Function: Biochemical: the chemical interactions ocurring in a protein; Biological: the role within the cell of the protein; Phenotypic: the role played by the protein in the organism as a whole.
EC (Enzyme Commission) provides a widely used protein functiona classification scheme. There are several databases containing funcional information: SWISS-PROT, GenProtEC, etc. There exist also multifunctional proteins. Gene Ontologies uses a controlled vocabulary for describing the roles of genes and gene products in any organism: (biological, molecular, cellular).
Functional information which can be obtained from 3D protein structures
- Basic structure: in the form of a PDB file.
- Protein-ligand complexes: can provide the biochemical function of the protein.
Protein structural classification is not of much help since some structures are under-represented. Furthermore, as the number of folds in limited in nature, similar structures can have totally different functions. Most folds have a homologous familiy associated with them, and it is expected that family members will have related function. There are, however, examples of divergence of function.
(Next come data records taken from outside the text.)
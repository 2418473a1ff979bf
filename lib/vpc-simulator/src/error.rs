use thiserror::Error;

#[derive(Error, Debug)]
pub enum SimulatorError {
    #[error("Snapshot IO error: {0}")]
    Io(#[from] std::io::Error),

    #[error("Snapshot format error: {0}")]
    Serialization(#[from] serde_json::Error),
}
Analogues: some functions have different structural solutions (examples of convergent evolution).
Assigning function from structure
- Ab initio prediction: a protein-ligand binding site (active site) is often found to be the largest cleft in the protein.
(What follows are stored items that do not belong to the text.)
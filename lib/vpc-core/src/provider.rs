//! Network provisioning API abstraction

use async_trait::async_trait;
use std::fmt;
use std::sync::Arc;
use thiserror::Error;
use vpc_api::Tag;

pub type ProviderResult<T> = std::result::Result<T, ProviderError>;

/// Provider API calls, named as the provider names them
#[derive(Clone, Copy, Debug, PartialEq, Eq, Hash)]
pub enum Operation {
    CreateVpc,
    DeleteVpc,
    CreateInternetGateway,
    AttachInternetGateway,
    DetachInternetGateway,
    DeleteInternetGateway,
    CreateSubnet,
    ModifySubnetAttribute,
    DeleteSubnet,
    CreateRouteTable,
    CreateRoute,
    AssociateRouteTable,
    DisassociateRouteTable,
    DeleteRouteTable,
    CreateTags,
    DeleteTags,
    Connect,
}

impl fmt::Display for Operation {
    fn fmt(&self, f: &mut fmt::Formatter<'_>) -> fmt::Result {
        fmt::Debug::fmt(self, f)
    }
}

/// Failure class reported by the provider
#[derive(Clone, Copy, Debug, PartialEq, Eq)]
pub enum ProviderErrorKind {
    /// The referenced resource does not exist
    NotFound,
    /// Request rate exceeded; safe to retry
    Throttled,
    /// A dependent resource still references this one
    DependencyViolation,
    InvalidParameter,
    Internal,
}

#[derive(Error, Debug, Clone, PartialEq, Eq)]
#[error("{operation} failed ({kind:?}): {message}")]
pub struct ProviderError {
    pub operation: Operation,
    pub kind: ProviderErrorKind,
    pub message: String,
}

impl ProviderError {
    pub fn new(operation: Operation, kind: ProviderErrorKind, message: impl Into<String>) -> Self {
        Self {
            operation,
            kind,
            message: message.into(),
        }
    }

    pub fn not_found(operation: Operation, resource_id: &str) -> Self {
        Self::new(
            operation,
            ProviderErrorKind::NotFound,
            format!("resource {} does not exist", resource_id),
        )
    }

    pub fn is_not_found(&self) -> bool {
        self.kind == ProviderErrorKind::NotFound
    }

    pub fn is_retryable(&self) -> bool {
        self.kind == ProviderErrorKind::Throttled
    }
}

/// Regional network provisioning API
///
/// Every call is a remote request; ids returned by `create_*` are
/// provider-assigned.
#[async_trait]
pub trait NetworkProvider: Send + Sync {
    async fn create_vpc(&self, cidr: &str) -> ProviderResult<String>;

    async fn delete_vpc(&self, vpc_id: &str) -> ProviderResult<()>;

    async fn create_internet_gateway(&self) -> ProviderResult<String>;

    async fn attach_internet_gateway(&self, igw_id: &str, vpc_id: &str) -> ProviderResult<()>;

    async fn detach_internet_gateway(&self, igw_id: &str, vpc_id: &str) -> ProviderResult<()>;

    async fn delete_internet_gateway(&self, igw_id: &str) -> ProviderResult<()>;

    async fn create_subnet(&self, vpc_id: &str, cidr: &str) -> ProviderResult<String>;

    /// Toggle public IP assignment for instances launched into the subnet
    async fn set_map_public_ip_on_launch(&self, subnet_id: &str, enabled: bool) -> ProviderResult<()>;

    /// Deleting a subnet also drops its route table association
    async fn delete_subnet(&self, subnet_id: &str) -> ProviderResult<()>;

    async fn create_route_table(&self, vpc_id: &str) -> ProviderResult<String>;

    async fn create_route(
        &self,
        route_table_id: &str,
        destination_cidr: &str,
        gateway_id: &str,
    ) -> ProviderResult<()>;

    /// Returns the association id
    async fn associate_route_table(&self, route_table_id: &str, subnet_id: &str) -> ProviderResult<String>;

    async fn disassociate_route_table(&self, association_id: &str) -> ProviderResult<()>;

    async fn delete_route_table(&self, route_table_id: &str) -> ProviderResult<()>;

    /// Add or overwrite tags on a resource
    async fn tag_resource(&self, resource_id: &str, tags: &[Tag]) -> ProviderResult<()>;

    /// Remove tags by key
    async fn untag_resource(&self, resource_id: &str, keys: &[String]) -> ProviderResult<()>;
}

/// Hands out a provider client bound to a region
pub trait ProviderFactory: Send + Sync {
    fn provider(&self, region: &str) -> ProviderResult<Arc<dyn NetworkProvider>>;
}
- Structural comparisons: using structural databases such as CATH or SCOP. It is the most powerful method. Sometimes structural similarit can be the result of convergent evolution.
- Structural motifs: detailed knowledge of the active site is required. Six methods:
- SITE and SITE-Match: correlates an alignment with PDB and SWISS-PROT files.
- TESS: 3D Template Search and Superposition.
- Fuzzy Functional Forms (FFFs): derives FFFs from 3D structural information.
- SPASM, RIGOR: tools for studying constellations of small number of residues.
- Molecular Recognition: searches for similar spatial arrangements of atoms around a particular chemical moiety in proteins by superposing them.
- Protein Side Chain Patterns: detects active site in proteins via recurring amino acid side-chain patterns.